My "seasonal" duties are that, very true, seasonal, but there is always something going on at every season. Lawn care/landscaping is at least a weekly deal at our house, and in the colder months snow removal can be too. 

I'm really not trying to minimize her chores here. No, we don't ration childcare time either - that would be crazy. We just get the kids what they need. 

Some very good suggestions here though so far, and have given me things to think about.


----------



## Maricha75 (May 8, 2012)

Adex said:


> Lol it's funny how some of the women are basically already siding with his wife. Clearly, the OP is doing too much and the wife is doing too little, taking advantage of him, disrespecting him, and treating him like a child at times. But yes, let's support the wife in this situation.:smthumbup:


Well, since we have to keep score....

Me:
-All cooking, even when sick, except for those rare occasions when I am not home and the kids are hungry or he is.
-Laundry, I share responsibility with our 11 year old son.
-Dishes, again, our son and me, except for rare occasions when my husband does them.
-I help our daughter in the bath, my oldest helps the youngest boy (age 4)
-I get up with the kids every morning, including the two we babysit overnight.
-I tuck our daughter in every night, our youngest sleeps in our bed right now. (still trying to get him OUT)
-sweeping, mopping, vacuuming on me and our 11 year old.
-ALL shopping
-Budget (INCLUDING bill payments)
-ALL school related activities (communication with teachers, taking care of the kids' fundraising, taking them to the bus stop, picking them up from the bus stop, etc)


Husband:
-Pet care (includes feeding, bathing, walking, etc) is my husband
-Garbage is taken out by my husband, myself, or our son.


Kids:
-Kids clean their rooms
-Pick up papers, toys, etc around the house.

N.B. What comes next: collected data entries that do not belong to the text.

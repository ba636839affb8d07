use askama::Template;
use axum::{
    Router,
    extract::{Path, State},
    http::{HeaderMap, HeaderName, HeaderValue, StatusCode},
    response::Html,
    routing::{delete, get, post},
};
use axum_extra::extract::Form;
use chrono::{DateTime, Utc};
use serde::Deserialize;
use std::collections::HashMap;
use std::sync::Arc;
use todo_graph::{GraphError, Schedule, TodoId};

use crate::todo::{
    InvalidDueDate, NewTodo, TodoService, TodoServiceError, TodoState, TodoWithDependencies,
    dependency_graph, parse_due_date,
};

/// Nodes per row in the rendered dependency graph.
const GRAPH_COLUMNS: usize = 5;
const GRAPH_SPACING: u32 = 100;
const GRAPH_MARGIN: u32 = 50;

#[derive(Debug, Deserialize)]
pub struct CreateTodoForm {
    #[serde(default)]
    title: String,
    #[serde(default)]
    due_date: String,
    #[serde(default)]
    dependencies: Vec<u32>,
}

/// Custom error type for todo page handlers.
#[derive(Debug, thiserror::Error)]
enum TodoWebError {
    /// Represents an error during template rendering.
    #[error("Template rendering failed")]
    Template(#[from] askama::Error),
    #[error("Todo service error: {0}")]
    Service(#[from] TodoServiceError),
    /// The submitted dependencies failed the pre-insert graph check.
    #[error("Dependency check failed: {0}")]
    Graph(#[from] GraphError),
    #[error(transparent)]
    InvalidDueDate(#[from] InvalidDueDate),
}

impl TodoWebError {
    fn status_and_message(&self) -> (StatusCode, String) {
        match self {
            TodoWebError::Service(TodoServiceError::EmptyTitle) => {
                (StatusCode::BAD_REQUEST, "Title is required.".to_string())
            }
            TodoWebError::InvalidDueDate(_) => {
                (StatusCode::BAD_REQUEST, "Invalid due date.".to_string())
            }
            TodoWebError::Service(TodoServiceError::UnknownDependency(id)) => (
                StatusCode::BAD_REQUEST,
                format!("Unknown dependency {}.", id),
            ),
            TodoWebError::Graph(GraphError::UnknownDependency(id)) => (
                StatusCode::BAD_REQUEST,
                format!("Unknown dependency {}.", id),
            ),
            TodoWebError::Service(TodoServiceError::CircularDependency)
            | TodoWebError::Graph(GraphError::CycleDetected { .. }) => (
                StatusCode::UNPROCESSABLE_ENTITY,
                "Circular dependency detected.".to_string(),
            ),
            TodoWebError::Service(TodoServiceError::TodoNotFound(_)) => {
                (StatusCode::NOT_FOUND, "Todo not found.".to_string())
            }
            _ => (
                StatusCode::INTERNAL_SERVER_ERROR,
                "An unexpected error occurred while processing your request. Please try again later."
                    .to_string(),
            ),
        }
    }
}

impl axum::response::IntoResponse for TodoWebError {
    fn into_response(self) -> axum::response::Response {
        let (status_code, user_facing_error_message) = self.status_and_message();
        if status_code.is_server_error() {
            tracing::error!("Todo page request failed: {}", self);
        }

        let error_template = ErrorMessageTemplate::new(user_facing_error_message);
        let Ok(rendered) = error_template.render() else {
            return StatusCode::INTERNAL_SERVER_ERROR.into_response();
        };

        let mut response = (status_code, Html(rendered)).into_response();
        // Point HTMX at the error slot instead of the board
        let mut headers = HeaderMap::new();
        headers.insert(
            HeaderName::from_static("hx-retarget"),
            HeaderValue::from_static("#error"),
        );
        headers.insert(
            HeaderName::from_static("hx-reswap"),
            HeaderValue::from_static("innerHTML"),
        );
        response.headers_mut().extend(headers);
        response
    }
}

#[derive(Debug)]
struct TodoView {
    id: u32,
    title: String,
    due_date: Option<String>,
    overdue: bool,
    image_url: Option<String>,
    dependencies: Vec<String>,
    dependents: Vec<String>,
    earliest_start: Option<String>,
}

#[derive(Debug, PartialEq)]
struct NodeView {
    id: u32,
    title: String,
    x: u32,
    y: u32,
}

#[derive(Debug, PartialEq)]
struct EdgeView {
    x1: u32,
    y1: u32,
    x2: u32,
    y2: u32,
}

#[derive(Debug)]
struct GraphView {
    width: u32,
    height: u32,
    nodes: Vec<NodeView>,
    edges: Vec<EdgeView>,
}

/// Everything the board fragment shows.
#[derive(Debug)]
struct BoardView {
    todos: Vec<TodoView>,
    critical_path: Option<String>,
    graph: GraphView,
}

fn display_time(time: DateTime<Utc>) -> String {
    time.format("%Y-%m-%d %H:%M UTC").to_string()
}

fn node_position(index: usize) -> (u32, u32) {
    let column = (index % GRAPH_COLUMNS) as u32;
    let row = (index / GRAPH_COLUMNS) as u32;
    (
        GRAPH_MARGIN + column * GRAPH_SPACING,
        GRAPH_MARGIN + row * GRAPH_SPACING,
    )
}

impl GraphView {
    fn new(todos: &[TodoWithDependencies]) -> Self {
        let positions: HashMap<u32, (u32, u32)> = todos
            .iter()
            .enumerate()
            .map(|(index, todo)| (todo.todo().id(), node_position(index)))
            .collect();

        let nodes = todos
            .iter()
            .enumerate()
            .map(|(index, todo)| {
                let (x, y) = node_position(index);
                NodeView {
                    id: todo.todo().id(),
                    title: todo.todo().title().to_string(),
                    x,
                    y,
                }
            })
            .collect();

        let edges = todos
            .iter()
            .flat_map(|todo| todo.dependencies())
            .filter_map(|link| {
                let (x1, y1) = *positions.get(&link.depends_on_id())?;
                let (x2, y2) = *positions.get(&link.todo_id())?;
                Some(EdgeView { x1, y1, x2, y2 })
            })
            .collect();

        let rows = todos.len().div_ceil(GRAPH_COLUMNS).max(1) as u32;
        Self {
            width: GRAPH_COLUMNS as u32 * GRAPH_SPACING,
            height: rows * GRAPH_SPACING,
            nodes,
            edges,
        }
    }
}

impl BoardView {
    fn new(todos: &[TodoWithDependencies], now: DateTime<Utc>) -> Self {
        let graph = dependency_graph(todos);
        let schedule = match Schedule::compute(&graph) {
            Ok(schedule) => Some(schedule),
            Err(err) => {
                tracing::warn!("Cannot schedule todos: {}", err);
                None
            }
        };

        let todo_views = todos
            .iter()
            .map(|record| {
                let todo = record.todo();
                let earliest_start = todo.due_date().and_then(|_| {
                    schedule
                        .as_ref()?
                        .earliest_start(TodoId::new(todo.id()))
                        .map(display_time)
                });
                TodoView {
                    id: todo.id(),
                    title: todo.title().to_string(),
                    due_date: todo.due_date().map(display_time),
                    overdue: todo.due_date().is_some_and(|due| due < now),
                    image_url: todo.image_url().map(str::to_string),
                    dependencies: record
                        .dependencies()
                        .iter()
                        .map(|link| link.other().title().to_string())
                        .collect(),
                    dependents: record
                        .dependents()
                        .iter()
                        .map(|link| link.other().title().to_string())
                        .collect(),
                    earliest_start,
                }
            })
            .collect();

        Self {
            todos: todo_views,
            critical_path: schedule.map(|schedule| schedule.critical_path()),
            graph: GraphView::new(todos),
        }
    }
}

#[derive(Template)]
#[template(path = "index.html")]
struct IndexTemplate {
    board: BoardView,
}

impl IndexTemplate {
    pub fn new(board: BoardView) -> Self {
        Self { board }
    }
}

#[derive(Template)]
#[template(path = "todos/board.html")]
struct BoardTemplate {
    board: BoardView,
}

impl BoardTemplate {
    pub fn new(board: BoardView) -> Self {
        Self { board }
    }
}

#[derive(Template)]
#[template(path = "todos/error_message.html")]
struct ErrorMessageTemplate {
    message: String,
}

impl ErrorMessageTemplate {
    pub fn new(message: String) -> Self {
        Self { message }
    }
}

/// Fetches every todo and renders the board fragment.
#[tracing::instrument(skip(todo_service))]
async fn render_board(todo_service: &TodoService<'_>) -> Result<Html<String>, TodoWebError> {
    let todos = todo_service.get_all_todos().await?;
    let template = BoardTemplate::new(BoardView::new(&todos, Utc::now()));
    template.render().map(Html).map_err(TodoWebError::from)
}

/// Handler for the page with the add form and the board.
#[tracing::instrument(skip(state))]
async fn index_handler(State(state): State<Arc<TodoState>>) -> Result<Html<String>, TodoWebError> {
    let todo_service = TodoService::new(&state.db);
    let todos = todo_service.get_all_todos().await?;
    let template = IndexTemplate::new(BoardView::new(&todos, Utc::now()));
    template.render().map(Html).map_err(TodoWebError::from)
}

/// Handler for refreshing the board fragment.
#[tracing::instrument(skip(state))]
async fn board_handler(State(state): State<Arc<TodoState>>) -> Result<Html<String>, TodoWebError> {
    let todo_service = TodoService::new(&state.db);
    render_board(&todo_service).await
}

/// Handler for creating a todo from the add form.
///
/// The dependency graph is rebuilt from a fresh fetch and checked before the
/// image lookup, so a rejected todo costs no outbound request.
#[tracing::instrument(skip(state))]
async fn create_todo_handler(
    State(state): State<Arc<TodoState>>,
    Form(form): Form<CreateTodoForm>,
) -> Result<Html<String>, TodoWebError> {
    if form.title.trim().is_empty() {
        return Err(TodoServiceError::EmptyTitle.into());
    }
    let due_date = parse_due_date(&form.due_date)?;

    let todo_service = TodoService::new(&state.db);
    let todos = todo_service.get_all_todos().await?;
    let dependencies: Vec<TodoId> = form.dependencies.iter().copied().map(TodoId::new).collect();
    dependency_graph(&todos).check_insert(&dependencies)?;

    let image_url = match state.image_search.find_image(&form.title).await {
        Ok(image_url) => image_url,
        Err(err) => {
            tracing::warn!("Image lookup for '{}' failed: {}", form.title, err);
            None
        }
    };

    todo_service
        .create_todo(NewTodo {
            title: form.title,
            due_date,
            dependencies: form.dependencies,
            image_url,
        })
        .await?;

    render_board(&todo_service).await
}

/// Handler for deleting a todo from the board.
#[tracing::instrument(skip(state))]
async fn delete_todo_handler(
    State(state): State<Arc<TodoState>>,
    Path(id): Path<u32>,
) -> Result<Html<String>, TodoWebError> {
    let todo_service = TodoService::new(&state.db);
    todo_service.delete_todo_by_id(id).await?;
    render_board(&todo_service).await
}

/// Creates and returns the todo page router.
pub fn create_todo_router(state: Arc<TodoState>) -> Router {
    Router::new()
        .route("/", get(index_handler))
        .route("/todos", post(create_todo_handler))
        .route("/todos/board", get(board_handler))
        .route("/todos/{id}", delete(delete_todo_handler))
        .with_state(state)
}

Now, are we going to continue the pissing contest? I jumped on the OP because of the balance of activities because I KNOW how much each thing he listed for his wife entails. He minimized it. He made her contributions seem insignificant. My husband and I don't have a car. The property management takes care of outdoor upkeep. Seasonal stuff is done by both of us. 

I am on disability, my husband is still fighting for his disability. As I said.... are we done with the pissing contest? :smthumbup:


----------



## KathyBatesel (Apr 26, 2012)

monkeyboy said:


> I was only trying to lay out here why the imbalance bothers me and wanted folks to know the specifics.
> 
> If we did do "scorekeeping," it would be something we'd do together.
> 
> ...


I understand that you don't think you're keeping score, but your list and your expectations reveal that you are, even if only in your thoughts. 

It's good that you want to avoid passive-aggressive behavior. It wouldn't help anyway, and would only make matters worse. But I think that the housekeeping isn't the problem. It's a symptom, but not the "real" issue, much like when a person is ill. They may have a runny nose, but the real problem is a virus.

It sounds like the real issue is the power balance. You don't feel like you have enough influence and power in your relationship. She may be feeling the same, or else she is unwilling to give up the power she does have. In fact, I would bet that if you felt like she listened to you and tried to please you in general, you wouldn't think twice about whether you were doing more than her. 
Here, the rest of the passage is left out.